Regulatory T (Treg) cells, which can also be activated in ARDS and resolve acute lung injury by correcting the elevated levels of proinflammatory cytokines and neutrophil apoptosis [11], share reciprocally regulated developmental pathways with Th17 cells. In particular, the ratio of Th17/Treg cells is a novel risk factor in patients with early ARDS [9].

Interleukin-33 (IL-33), a nuclear cytokine in the IL-1 family, functions as an “alarmin” that is released from dead cells and exerts proinflammatory or protective effects during various infections. IL-33 binds to specific receptors known as suppression of tumorigenicity 2 (ST2) to exert its biological functions [12]. IL-33 can induce the activation and maturation of dendritic cells (DCs) [13], and mature DCs can present antigens to naïve CD4+ T cells to mediate their differentiation to effector T cells. It has also been reported that ST2 is expressed in Treg cells in the lung [14] and that IL-33 can inhibit Treg cell differentiation and promote the conversion of stable Treg cells to Th17 cells [15]. Thus, we hypothesized that IL-33 might play vital roles in ARDS by promoting and sustaining inflammation and tissue injury.

The aim of this study was to investigate the effect and underlying mechanism of IL-33 in LPS-induced experimental ARDS. We explored the importance of IL-33 in accelerating the expansion of Th17 cells, promoting their activity, and impacting the balance of Th17/Treg cells to mediate uncontrolled inflammation during ARDS.

2. Materials and Methods

2.1. Ethics Statement

All animal procedures in this study were approved by the Ethics Committee of Chongqing Medical University and were performed according to the instructions of the National Institutes of Health Guide for the Care and Use of Laboratory Animals.

2.2. Mice and Experimental Protocol

Wild-type (WT) C57BL/6 male mice aged 6–8 weeks were purchased from the Laboratory Animal Center of Chongqing Medical University, and IL-33 knockout (IL-33−/−) mice (NM-KO-190436) on a C57BL/6 background were purchased from Shanghai Model Organisms Center (Shanghai, China). All mice were housed under specific pathogen-free conditions with free access to water and chow. After anaesthetization with an intraperitoneal injection of sodium pentobarbital (50 mg/kg), the mice were subjected to intratracheal (i.t.) instillation of 3 mg/kg lipopolysaccharide (LPS, Escherichia coli serotype O111: B4; Sigma-Aldrich, St. Louis, MO, USA) dissolved in sterile phosphate-buffered saline (PBS). A sham operation was performed in a similar manner with the same volume of PBS instead of LPS. For IL-33 injection experiments, 1000 ng of recombinant mouse IL-33 (rmIL-33) per mouse was dissolved in sterile PBS (rmIL-33, 3236-ML-010; R&D Systems) and injected intraperitoneally following intratracheal instillation of PBS [16]. Control mice received the same volume of PBS at the same time point. After 2 days of LPS insult, the mice were sacrificed for further analysis according to the Interdisciplinary Principles and Institutional Animal Care and Use Committee guidelines.
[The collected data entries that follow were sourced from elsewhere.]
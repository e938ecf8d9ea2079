//! Freshness, presence and signature checks on an external claim.

use std::collections::BTreeMap;

use log::debug;
use taskhub_core::types::{DisplayName, ExternalId};

use crate::canonical::{join, Canonicalizer};
use crate::claim::ExternalClaim;
use crate::error::{ClaimError, VerifyError};
use crate::verifier::SignatureVerifier;

/// Freshness window for `auth_date`, in seconds.
pub const MAX_CLAIM_AGE_SECS: i64 = 86_400;

const ID_FIELD: &str = "id";
const USERNAME_FIELD: &str = "username";
const FIRST_NAME_FIELD: &str = "first_name";
const LAST_NAME_FIELD: &str = "last_name";

/// A claim that passed every check. The only value usable downstream.
#[derive(Debug, Clone, PartialEq, Eq)]
pub struct ValidatedClaim {
    external_id: ExternalId,
    display_name: Option<DisplayName>,
    issued_at: i64,
}

impl ValidatedClaim {
    /// The stable identifier asserted by the provider.
    #[must_use]
    pub fn external_id(&self) -> ExternalId {
        self.external_id
    }

    /// The display name carried by the claim, if any.
    #[must_use]
    pub fn display_name(&self) -> Option<&DisplayName> {
        self.display_name.as_ref()
    }

    /// The claim's `auth_date`.
    #[must_use]
    pub fn issued_at(&self) -> i64 {
        self.issued_at
    }
}

/// Pure, synchronous claim validation.
#[derive(Debug, Clone)]
pub struct ClaimValidator {
    canonicalizer: Canonicalizer,
    verifier: SignatureVerifier,
    max_age: i64,
}

impl ClaimValidator {
    /// Validate with the default canonicalization policy and a 24 h window.
    #[must_use]
    pub fn new(verifier: SignatureVerifier) -> Self {
        Self {
            canonicalizer: Canonicalizer::default(),
            verifier,
            max_age: MAX_CLAIM_AGE_SECS,
        }
    }

    /// Build a validator straight from the shared bot credential.
    ///
    /// # Errors
    ///
    /// Returns [`VerifyError::MissingKey`] if `shared_secret` is empty.
    pub fn from_secret(shared_secret: &[u8]) -> Result<Self, VerifyError> {
        Ok(Self::new(SignatureVerifier::new(shared_secret)?))
    }

    /// Replace the canonicalization policy.
    #[must_use]
    pub fn with_canonicalizer(mut self, canonicalizer: Canonicalizer) -> Self {
        self.canonicalizer = canonicalizer;
        self
    }

    /// Replace the freshness window.
    #[must_use]
    pub fn with_max_age(mut self, max_age_secs: i64) -> Self {
        self.max_age = max_age_secs;
        self
    }

    /// Validate `claim` as of Unix time `now`.
    ///
    /// Expiry is checked before the signature, so a stale but correctly
    /// signed claim fails with [`ClaimError::Expired`].
    ///
    /// # Errors
    ///
    /// [`ClaimError::Malformed`] when `auth_date`, `hash` or the user id is
    /// missing; [`ClaimError::Expired`] when `now - auth_date > max_age`;
    /// [`ClaimError::SignatureMismatch`] when the signature does not verify.
    pub fn validate(&self, claim: &ExternalClaim, now: i64) -> Result<ValidatedClaim, ClaimError> {
        let issued_at = claim
            .issued_at()
            .ok_or_else(|| ClaimError::Malformed("missing or non-numeric auth_date".to_owned()))?;
        let asserted = claim
            .asserted_signature()
            .ok_or_else(|| ClaimError::Malformed("missing hash".to_owned()))?;

        let age = now.saturating_sub(issued_at);
        if age > self.max_age {
            return Err(ClaimError::Expired {
                age,
                max_age: self.max_age,
            });
        }

        let normalized = self.canonicalizer.normalize(claim.fields());
        if !self.verifier.verify(&join(&normalized), asserted) {
            return Err(ClaimError::SignatureMismatch);
        }

        let external_id = normalized
            .get(ID_FIELD)
            .and_then(|raw| raw.parse::<ExternalId>().ok())
            .ok_or_else(|| ClaimError::Malformed("missing or invalid user id".to_owned()))?;
        debug!("claim for external id {external_id} verified");

        Ok(ValidatedClaim {
            external_id,
            display_name: display_name(&normalized),
            issued_at,
        })
    }
}

fn display_name(normalized: &BTreeMap<String, String>) -> Option<DisplayName> {
    if let Some(name) = normalized
        .get(USERNAME_FIELD)
        .and_then(|username| DisplayName::truncated(username.as_str()))
    {
        return Some(name);
    }
    let parts: Vec<&str> = [FIRST_NAME_FIELD, LAST_NAME_FIELD]
        .iter()
        .filter_map(|key| normalized.get(*key).map(String::as_str))
        .collect();
    DisplayName::truncated(&parts.join(" "))
}
//! HTTP handlers for the account endpoints.

pub mod accounts;
pub mod auth;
2.3. Assessment of Lung Edema

Left lung tissue was removed, weighed, and dried in an oven at 55°C for 72 hours. The dry weight was then measured, and the wet/dry (W/D) ratio was calculated.

2.4. Histopathological Analysis

The middle lobe of the right lung was collected and fixed in 4% paraformaldehyde, embedded in paraffin, cut into 5 μm sections, stained with hematoxylin and eosin (H&E), and measured by optical microscopy. Histological evaluations were performed based on ten randomly selected high-power fields (×200) in each section. Lung injury histopathological scores were calculated according to a previous study [17].
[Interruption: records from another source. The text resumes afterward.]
//! Deterministic serialization of claim fields into the signed message.
//!
//! Rules, applied in order:
//!
//! 1. Remove `hash` and transport-only launch parameters.
//! 2. Flatten the one-level record: inner keys are promoted without a
//!    prefix. On collision the inner key wins; records are applied in key
//!    order, so collisions between records resolve to the last record.
//! 3. Drop absent and empty values.
//! 4. (Optional) keep only allow-listed keys.
//! 5. Booleans become `1`/`0`.
//! 6. Text becomes NFKC.
//! 7. Sort by key bytes and join `key=value` lines with `\n`, no trailing
//!    newline.

use std::collections::{BTreeMap, BTreeSet};

use unicode_normalization::UnicodeNormalization;

use crate::claim::{ClaimFields, FieldValue, Scalar, HASH_FIELD};

/// Prefix of client-side launch parameters that are never signed.
pub const TRANSPORT_PREFIX: &str = "tgWebApp";

/// The canonical message a claim signature is computed over.
///
/// Has no `Display` impl; never formatted into responses or logs.
#[derive(Debug, Clone, PartialEq, Eq)]
pub struct CanonicalString(String);

impl CanonicalString {
    /// Wrap text that is already in canonical form.
    #[must_use]
    pub fn new(text: impl Into<String>) -> Self {
        Self(text.into())
    }

    /// Borrow the canonical text.
    #[must_use]
    pub fn as_str(&self) -> &str {
        &self.0
    }

    /// Borrow the canonical bytes, as fed to the keyed hash.
    #[must_use]
    pub fn as_bytes(&self) -> &[u8] {
        self.0.as_bytes()
    }
}

/// Canonicalization policy.
#[derive(Debug, Clone)]
pub struct Canonicalizer {
    excluded: BTreeSet<String>,
    excluded_prefixes: Vec<String>,
    allow_list: Option<BTreeSet<String>>,
}

impl Default for Canonicalizer {
    fn default() -> Self {
        Self {
            excluded: BTreeSet::from([HASH_FIELD.to_owned()]),
            excluded_prefixes: vec![TRANSPORT_PREFIX.to_owned()],
            allow_list: None,
        }
    }
}

impl Canonicalizer {
    /// Also exclude `key` from the signed content.
    #[must_use]
    pub fn exclude(mut self, key: impl Into<String>) -> Self {
        self.excluded.insert(key.into());
        self
    }

    /// Keep only the given keys after empty values are dropped.
    #[must_use]
    pub fn with_allow_list<I, K>(mut self, keys: I) -> Self
    where
        I: IntoIterator<Item = K>,
        K: Into<String>,
    {
        self.allow_list = Some(keys.into_iter().map(Into::into).collect());
        self
    }

    fn is_excluded(&self, key: &str) -> bool {
        self.excluded.contains(key)
            || self
                .excluded_prefixes
                .iter()
                .any(|prefix| key.starts_with(prefix.as_str()))
    }

    /// Apply every rule except the final join, yielding the flattened
    /// key/value pairs in byte order.
    #[must_use]
    pub fn normalize(&self, fields: &ClaimFields) -> BTreeMap<String, String> {
        let mut scalars: BTreeMap<&str, &Scalar> = BTreeMap::new();
        let mut records = Vec::new();
        for (key, value) in fields.iter().filter(|(k, _)| !self.is_excluded(k)) {
            match value {
                FieldValue::Scalar(scalar) => {
                    scalars.insert(key.as_str(), scalar);
                }
                FieldValue::Record(inner) => records.push(inner),
            }
        }
        for inner in records {
            for (key, scalar) in inner {
                scalars.insert(key.as_str(), scalar);
            }
        }

        let mut normalized = BTreeMap::new();
        for (key, scalar) in scalars {
            let value = match scalar {
                Scalar::Absent => continue,
                Scalar::Text(text) if text.is_empty() => continue,
                _ if !self.allows(key) => continue,
                Scalar::Flag(flag) => String::from(if *flag { "1" } else { "0" }),
                Scalar::Text(text) => text.nfkc().collect(),
            };
            normalized.insert(key.to_owned(), value);
        }
        normalized
    }

    fn allows(&self, key: &str) -> bool {
        match &self.allow_list {
            Some(allowed) => allowed.contains(key),
            None => true,
        }
    }

    /// Produce the canonical string for `fields`.
    #[must_use]
    pub fn canonicalize(&self, fields: &ClaimFields) -> CanonicalString {
        join(&self.normalize(fields))
    }
}

/// Join already-normalized pairs into the canonical string.
#[must_use]
pub fn join(normalized: &BTreeMap<String, String>) -> CanonicalString {
    let lines: Vec<String> = normalized
        .iter()
        .map(|(key, value)| format!("{key}={value}"))
        .collect();
    CanonicalString(lines.join("\n"))
}

/// Canonicalize with the default policy.
#[must_use]
pub fn canonicalize(fields: &ClaimFields) -> CanonicalString {
    Canonicalizer::default().canonicalize(fields)
}

#[cfg(test)]
mod tests {
    use super::*;

    fn alice() -> Vec<(&'static str, FieldValue)> {
        vec![
            ("auth_date", FieldValue::text("1700000000")),
            ("query_id", FieldValue::text("AAHdF6IQ")),
            (
                "user",
                FieldValue::record([
                    ("id", Scalar::text("42")),
                    ("username", Scalar::text("alice")),
                    ("is_premium", Scalar::Flag(true)),
                ]),
            ),
            ("hash", FieldValue::text("ignored")),
        ]
    }

    #[test]
    fn joins_sorted_pairs_without_trailing_newline() {
        let fields: ClaimFields = alice().into_iter().collect();
        assert_eq!(
            canonicalize(&fields).as_str(),
            "auth_date=1700000000\nid=42\nis_premium=1\nquery_id=AAHdF6IQ\nusername=alice"
        );
    }

    #[test]
    fn output_is_independent_of_insertion_order() {
        let forward: ClaimFields = alice().into_iter().collect();
        let backward: ClaimFields = alice().into_iter().rev().collect();
        let mut rotated_src = alice();
        rotated_src.rotate_left(2);
        let rotated: ClaimFields = rotated_src.into_iter().collect();
        assert_eq!(canonicalize(&forward), canonicalize(&backward));
        assert_eq!(canonicalize(&forward), canonicalize(&rotated));
    }

    #[test]
    fn inner_key_wins_collision() {
        let fields: ClaimFields = [
            ("id", FieldValue::text("1")),
            ("user", FieldValue::record([("id", Scalar::text("42"))])),
        ]
        .into_iter()
        .collect();
        assert_eq!(canonicalize(&fields).as_str(), "id=42");
    }

    #[test]
    fn empty_inner_value_shadows_then_drops_outer() {
        let fields: ClaimFields = [
            ("username", FieldValue::text("outer")),
            ("user", FieldValue::record([("username", Scalar::text(""))])),
        ]
        .into_iter()
        .collect();
        assert_eq!(canonicalize(&fields).as_str(), "");
    }

    #[test]
    fn drops_absent_and_empty_values() {
        let fields: ClaimFields = [
            ("a", FieldValue::text("")),
            ("b", FieldValue::Scalar(Scalar::Absent)),
            ("c", FieldValue::text("x")),
            ("user", FieldValue::record([("d", Scalar::Absent)])),
        ]
        .into_iter()
        .collect();
        assert_eq!(canonicalize(&fields).as_str(), "c=x");
    }

    #[test]
    fn booleans_become_digits() {
        let fields: ClaimFields = [("on", FieldValue::flag(true)), ("off", FieldValue::flag(false))]
            .into_iter()
            .collect();
        assert_eq!(canonicalize(&fields).as_str(), "off=0\non=1");
    }

    #[test]
    fn text_is_nfkc_normalized() {
        // U+FB01 LATIN SMALL LIGATURE FI and a full-width digit
        let fields: ClaimFields = [("name", FieldValue::text("\u{FB01}\u{FF11}"))]
            .into_iter()
            .collect();
        assert_eq!(canonicalize(&fields).as_str(), "name=fi1");
    }

    #[test]
    fn transport_parameters_are_excluded() {
        let fields: ClaimFields = [
            ("tgWebAppVersion", FieldValue::text("7.0")),
            ("tgWebAppPlatform", FieldValue::text("ios")),
            ("auth_date", FieldValue::text("1")),
        ]
        .into_iter()
        .collect();
        assert_eq!(canonicalize(&fields).as_str(), "auth_date=1");
    }

    #[test]
    fn keys_sort_by_byte_value() {
        let fields: ClaimFields = [
            ("b", FieldValue::text("2")),
            ("B", FieldValue::text("1")),
            ("_", FieldValue::text("3")),
        ]
        .into_iter()
        .collect();
        assert_eq!(canonicalize(&fields).as_str(), "B=1\n_=3\nb=2");
    }

    #[test]
    fn allow_list_filters_after_flattening() {
        let fields: ClaimFields = alice().into_iter().collect();
        let canonical = Canonicalizer::default()
            .with_allow_list(["auth_date", "id"])
            .canonicalize(&fields);
        assert_eq!(canonical.as_str(), "auth_date=1700000000\nid=42");
    }

    #[test]
    fn extra_exclusions_are_honoured() {
        let fields: ClaimFields = alice().into_iter().collect();
        let canonical = Canonicalizer::default().exclude("query_id").canonicalize(&fields);
        assert!(!canonical.as_str().contains("query_id"));
    }
}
2.5. Bronchoalveolar Lavage Fluid (BALF)

Bronchoalveolar lavage was collected by flushing 1 ml of sterile normal saline back and forth three times through a trimmed 18-G catheter tracheal cannula as previously described [18]. After centrifugation at 500 × g for 20 minutes at 4°C, protein concentrations in BALF supernatants were measured by a bicinchoninic acid protein assay (BCA) kit (Solarbio Technology Co., Ltd., Beijing, China).

2.6. ELISA

Serum was collected from blood and prepared for ELISA analysis according to a previous study [19]. The levels of tumor necrosis factor-α (TNF-α), interleukin-1β (IL-1β), interleukin-6 (IL-6), interleukin-17 (IL-17), and interleukin-10 (IL-10) in BALF or mouse serum were measured by commercially available ELISA kits (Beyotime, China) according to the manufacturer's instructions.
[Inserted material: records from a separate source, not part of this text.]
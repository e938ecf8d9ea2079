//! GET/PUT /v1/accounts/me — the signed-in identity's profile.

use axum::extract::State;
use axum::http::{HeaderMap, StatusCode};
use axum::Json;
use log::error;
use taskhub_auth::error::IssueError;
use taskhub_core::types::DisplayName;

use crate::middleware::authenticate;
use crate::models::{ProfileResponse, UpdateProfileRequest};
use crate::router::SharedState;

fn internal(err: &IssueError) -> StatusCode {
    error!("identity store: {err}");
    StatusCode::INTERNAL_SERVER_ERROR
}

/// Handle `GET /v1/accounts/me`.
///
/// # Errors
///
/// Returns `401` without a valid session, `404` if the identity no longer
/// exists, or `500` on a store failure.
pub async fn me_handler(
    State(state): State<SharedState>,
    headers: HeaderMap,
) -> Result<Json<ProfileResponse>, StatusCode> {
    let session = authenticate(&headers, state.issuer.signer())?;
    let identity = state
        .issuer
        .bounded(state.store.find_by_subject(session.sub))
        .await
        .map_err(|e| internal(&e))?
        .ok_or(StatusCode::NOT_FOUND)?;
    Ok(Json(identity.into()))
}

/// Handle `PUT /v1/accounts/me` — replace the display name.
///
/// # Errors
///
/// Returns `401` without a valid session, `422` if the name is blank or too
/// long, `404` if the identity no longer exists, or `500` on a store failure.
pub async fn update_me_handler(
    State(state): State<SharedState>,
    headers: HeaderMap,
    Json(body): Json<UpdateProfileRequest>,
) -> Result<Json<ProfileResponse>, StatusCode> {
    let session = authenticate(&headers, state.issuer.signer())?;
    let name = DisplayName::new(&body.display_name).map_err(|_| StatusCode::UNPROCESSABLE_ENTITY)?;
    let identity = state
        .issuer
        .bounded(state.store.update_display_name(session.sub, Some(&name)))
        .await
        .map_err(|e| internal(&e))?
        .ok_or(StatusCode::NOT_FOUND)?;
    Ok(Json(identity.into()))
}
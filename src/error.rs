/// Custom error type for webhook panel operations
#[derive(Debug, thiserror::Error)]
pub enum PanelError {
    #[error("Invalid host parameters: {0}")]
    InvalidParameters(String),

    #[error("Webhook request failed: {0}")]
    Transport(#[from] reqwest::Error),
}

/// Helper type for Results that use PanelError
pub type Result<T> = std::result::Result<T, PanelError>;
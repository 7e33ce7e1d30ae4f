//! Render model for the panel.
//!
//! The panel does not draw anything itself; it projects its configuration
//! and interaction state into this tree, and the embedding shim renders it.
//! Everything is `Serialize` so a bridge can consume the tree as JSON.

use serde::Serialize;

pub const NO_WEBHOOKS_COPY: &str = "There is no webhook configured in the app's configuration";
pub const NO_WEBHOOK_URL_COPY: &str = "No webhook URL is configured";
pub const NO_AUTH_TOKEN_COPY: &str = "No auth token is configured";
pub const TRIGGER_FAILED_COPY: &str = "Trigger failed";
pub const TRIGGER_SUCCEEDED_COPY: &str = "Trigger succeeded";
pub const DEFAULT_BUTTON_TEXT: &str = "Trigger webhook";

pub const NO_WEBHOOKS_NOTE: &str = "no-webhooks-note";
pub const NO_WEBHOOK_URL_NOTE: &str = "no-webhook-url-note";
pub const NO_AUTH_TOKEN_NOTE: &str = "no-auth-token-note";
pub const SUCCESS_NOTE: &str = "success-note";
pub const FAILURE_NOTE: &str = "failure-note";
pub const WEBHOOK_SELECT: &str = "webhook-select";
pub const TRIGGER_WEBHOOK_BUTTON: &str = "trigger-webhook-button";

/// Container height hint for the embedding frame, in pixels.
const MIN_HEIGHT_WITH_SELECTOR: u16 = 160;
const MIN_HEIGHT_SINGLE: u16 = 120;

#[derive(Debug, Clone, Copy, Serialize, PartialEq, Eq)]
#[serde(rename_all = "lowercase")]
pub enum NoteKind {
    Warning,
    Positive,
    Negative,
}

/// One inline status note
#[derive(Debug, Clone, Serialize, PartialEq, Eq)]
pub struct Note {
    pub kind: NoteKind,
    pub test_id: &'static str,
    pub message: String,
}

impl Note {
    pub fn warning(test_id: &'static str, message: String) -> Self {
        Self {
            kind: NoteKind::Warning,
            test_id,
            message,
        }
    }

    pub fn positive(test_id: &'static str, message: String) -> Self {
        Self {
            kind: NoteKind::Positive,
            test_id,
            message,
        }
    }

    pub fn negative(test_id: &'static str, message: String) -> Self {
        Self {
            kind: NoteKind::Negative,
            test_id,
            message,
        }
    }
}

/// The choice control shown when more than one webhook is configured
#[derive(Debug, Clone, Serialize, PartialEq, Eq)]
pub struct SelectorView {
    pub test_id: &'static str,
    pub options: Vec<String>,
    pub selected: usize,
}

/// The single action control bound to the current selection
#[derive(Debug, Clone, Serialize, PartialEq, Eq)]
pub struct TriggerButton {
    pub test_id: &'static str,
    pub label: String,
    pub disabled: bool,
    pub busy: bool,
}

/// Main panel content: selector (when applicable), button, visible notes
#[derive(Debug, Clone, Serialize, PartialEq, Eq)]
pub struct PanelContent {
    pub min_height: u16,
    pub selector: Option<SelectorView>,
    pub button: TriggerButton,
    pub notes: Vec<Note>,
}

impl PanelContent {
    pub fn new(selector: Option<SelectorView>, button: TriggerButton, notes: Vec<Note>) -> Self {
        let min_height = if selector.is_some() {
            MIN_HEIGHT_WITH_SELECTOR
        } else {
            MIN_HEIGHT_SINGLE
        };
        Self {
            min_height,
            selector,
            button,
            notes,
        }
    }
}

/// The full render model of the panel
#[derive(Debug, Clone, Serialize, PartialEq, Eq)]
#[serde(rename_all = "lowercase")]
pub enum PanelView {
    /// No webhook list was supplied; a lone warning note is the entire
    /// output. Terminal display state.
    Unconfigured(Note),
    Panel(PanelContent),
}

impl PanelView {
    /// Find a visible note by its test id.
    pub fn note(&self, test_id: &str) -> Option<&Note> {
        match self {
            PanelView::Unconfigured(note) => (note.test_id == test_id).then_some(note),
            PanelView::Panel(content) => content.notes.iter().find(|n| n.test_id == test_id),
        }
    }

    pub fn has_note(&self, test_id: &str) -> bool {
        self.note(test_id).is_some()
    }

    pub fn selector(&self) -> Option<&SelectorView> {
        match self {
            PanelView::Unconfigured(_) => None,
            PanelView::Panel(content) => content.selector.as_ref(),
        }
    }

    pub fn button(&self) -> Option<&TriggerButton> {
        match self {
            PanelView::Unconfigured(_) => None,
            PanelView::Panel(content) => Some(&content.button),
        }
    }
}
use serde::Serialize;

/// Represents the lifecycle of a single trigger attempt
#[derive(Debug, Clone, Copy, Default, Serialize, PartialEq, Eq)]
#[serde(rename_all = "lowercase")]
pub enum TriggerStatus {
    /// No attempt has been made since the panel mounted or the
    /// selection last changed.
    #[default]
    Idle,
    /// A trigger attempt has started and has not reached an outcome.
    /// An attempt against an incomplete entry stays here.
    InFlight,
    Succeeded,
    Failed,
}

impl TriggerStatus {
    pub fn is_in_flight(&self) -> bool {
        matches!(self, TriggerStatus::InFlight)
    }
}

/// Interaction state owned by one panel instance: which webhook is
/// selected and where the current trigger attempt stands.
#[derive(Debug, Clone, Default, Serialize)]
pub struct PanelState {
    pub selected: usize,
    pub status: TriggerStatus,
}

impl PanelState {
    pub fn new() -> Self {
        Self::default()
    }

    /// Switch the selection. Any previous attempt's outcome is discarded
    /// so the new selection starts from a fresh interaction.
    pub fn select(&mut self, index: usize) {
        self.selected = index;
        self.status = TriggerStatus::Idle;
    }

    /// Mark the start of a trigger attempt
    pub fn mark_in_flight(&mut self) {
        self.status = TriggerStatus::InFlight;
    }

    /// Mark the attempt as delivered and accepted
    pub fn mark_succeeded(&mut self) {
        self.status = TriggerStatus::Succeeded;
    }

    /// Mark the attempt as rejected or undeliverable
    pub fn mark_failed(&mut self) {
        self.status = TriggerStatus::Failed;
    }
}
2.7. RNA Isolation and Quantitative Real-Time PCR (qRT-PCR)

According to the manufacturer's instructions, total RNA was extracted from lung homogenates using RNAiso Plus (Takara Bio Inc., Japan). Then, total RNA was reverse transcribed to cDNA using the PrimeScript RT Reagent kit (Takara Bio Inc., Japan). Real-time quantitative PCR was performed using TB Green Premix Ex Taq II (Takara Bio Inc.) according to the manufacturer's instructions. The relative expression levels of target genes were quantified using the comparative threshold cycle (Ct) method (2−ΔΔCt). The primer sequences are shown in Table 1.

Table 1.

Primer sequences of target mRNAs.

Gene Forward (5′⟶3′) Reverse (5′⟶3′)
IL-33 TAACACAGTCTCCTGCCTCCC CACACCGTCGCCTGATTGA
RORγt CGCACCAACCTCTTTTCACG CGACTTCCATTGCTCCTGCT
GAPDH TGTGTCCGTCGTGGATCTGA TTGCTGTTGAAGTCGCAGGAG

2.8. Western Blot Analysis

The samples were lysed in RIPA buffer, and protein levels were quantified using a BCA protein assay kit (Beyotime, China). The protein was separated by SDS-PAGE, electrotransferred to PVDF membranes, incubated with primary antibodies at 4°C overnight, washed three times, incubated for 1 hour with secondary antibodies at room temperature, and visualized by chemiluminescence reagents. Anti-mouse IL-33 (ab187060), anti-RORγt (ab207082), and anti-FOXP3 (ab187060) antibodies (mAbs) were purchased from Abcam.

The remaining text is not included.